* [SUPPLIED DATA]

○ ○ ○ ○ ○

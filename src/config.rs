//! Application configuration management.
//!
//! This module handles loading and saving the application configuration,
//! which holds the backend base URI and the last identifier used to log in.
//!
//! Configuration is stored at `~/.config/gatekeeper/config.json`. The
//! `GATEKEEPER_BACKEND_URI` environment variable overrides the backend URI.

use std::path::PathBuf;
use std::time::Duration;

use anyhow::{Context, Result};
use reqwest::Url;
use serde::{Deserialize, Serialize};

/// Application name used for config/cache directory paths
pub const APP_NAME: &str = "gatekeeper";

/// Config file name
const CONFIG_FILE: &str = "config.json";

/// Environment variable overriding `backend_uri`
pub const BACKEND_URI_ENV: &str = "GATEKEEPER_BACKEND_URI";

/// Backend used when nothing is configured
pub const DEFAULT_BACKEND_URI: &str = "http://localhost:8080/api/v1";

fn default_backend_uri() -> String {
    DEFAULT_BACKEND_URI.to_string()
}

#[derive(Debug, Clone, PartialEq, Serialize, Deserialize)]
pub struct Config {
    #[serde(default = "default_backend_uri")]
    pub backend_uri: String,
    #[serde(default)]
    pub last_identifier: Option<String>,
    #[serde(default, skip_serializing_if = "Option::is_none")]
    pub request_timeout_secs: Option<u64>,
}

impl Default for Config {
    fn default() -> Self {
        Self {
            backend_uri: default_backend_uri(),
            last_identifier: None,
            request_timeout_secs: None,
        }
    }
}

impl Config {
    /// Load the config file (or defaults), then apply environment overrides.
    pub fn load() -> Result<Self> {
        let path = Self::config_path()?;
        let mut config = if path.exists() {
            let contents = std::fs::read_to_string(&path)
                .with_context(|| format!("Failed to read config file {}", path.display()))?;
            serde_json::from_str(&contents)
                .with_context(|| format!("Failed to parse config file {}", path.display()))?
        } else {
            Self::default()
        };

        if let Ok(uri) = std::env::var(BACKEND_URI_ENV) {
            config.backend_uri = uri;
        }

        config.validate()?;
        Ok(config)
    }

    pub fn save(&self) -> Result<()> {
        let path = Self::config_path()?;
        if let Some(parent) = path.parent() {
            std::fs::create_dir_all(parent)?;
        }
        let contents = serde_json::to_string_pretty(self)?;
        std::fs::write(path, contents)?;
        Ok(())
    }

    pub fn validate(&self) -> Result<()> {
        let url = Url::parse(self.backend_uri.trim())
            .with_context(|| format!("Invalid backend URI: {}", self.backend_uri))?;
        if url.host_str().is_none() {
            anyhow::bail!("Backend URI has no host: {}", self.backend_uri);
        }
        Ok(())
    }

    pub fn request_timeout(&self) -> Option<Duration> {
        self.request_timeout_secs.map(Duration::from_secs)
    }

    fn config_path() -> Result<PathBuf> {
        let config_dir = dirs::config_dir()
            .ok_or_else(|| anyhow::anyhow!("Could not find config directory"))?;
        Ok(config_dir.join(APP_NAME).join(CONFIG_FILE))
    }

    /// Base cache directory (log files live here)
    pub fn cache_dir() -> Result<PathBuf> {
        let cache_dir = dirs::cache_dir()
            .ok_or_else(|| anyhow::anyhow!("Could not find cache directory"))?;
        Ok(cache_dir.join(APP_NAME))
    }

    /// Session directory, one per backend origin so sessions for different
    /// backends never mix.
    pub fn session_dir(&self) -> Result<PathBuf> {
        Ok(Self::cache_dir()?.join(origin_key(&self.backend_uri)?))
    }
}

/// Filesystem-safe key for the origin (scheme, host, port) of `uri`.
pub fn origin_key(uri: &str) -> Result<String> {
    let url = Url::parse(uri.trim()).with_context(|| format!("Invalid backend URI: {}", uri))?;
    let host = url
        .host_str()
        .ok_or_else(|| anyhow::anyhow!("Backend URI has no host: {}", uri))?;
    let port = url
        .port_or_known_default()
        .map(|p| p.to_string())
        .unwrap_or_default();

    let raw = format!("{}_{}_{}", url.scheme(), host, port);
    Ok(raw
        .chars()
        .map(|c| {
            if c.is_ascii_alphanumeric() || c == '.' || c == '-' || c == '_' {
                c
            } else {
                '_'
            }
        })
        .collect())
}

○ ○ ○ ○ ○

* [ASSIGNMENT] Search the data for the string "used" and copy out every line where it is found.

* [FINISHED EXERCISE]
//! which holds the backend base URI and the last identifier used to log in.
/// Application name used for config/cache directory paths
/// Backend used when nothing is configured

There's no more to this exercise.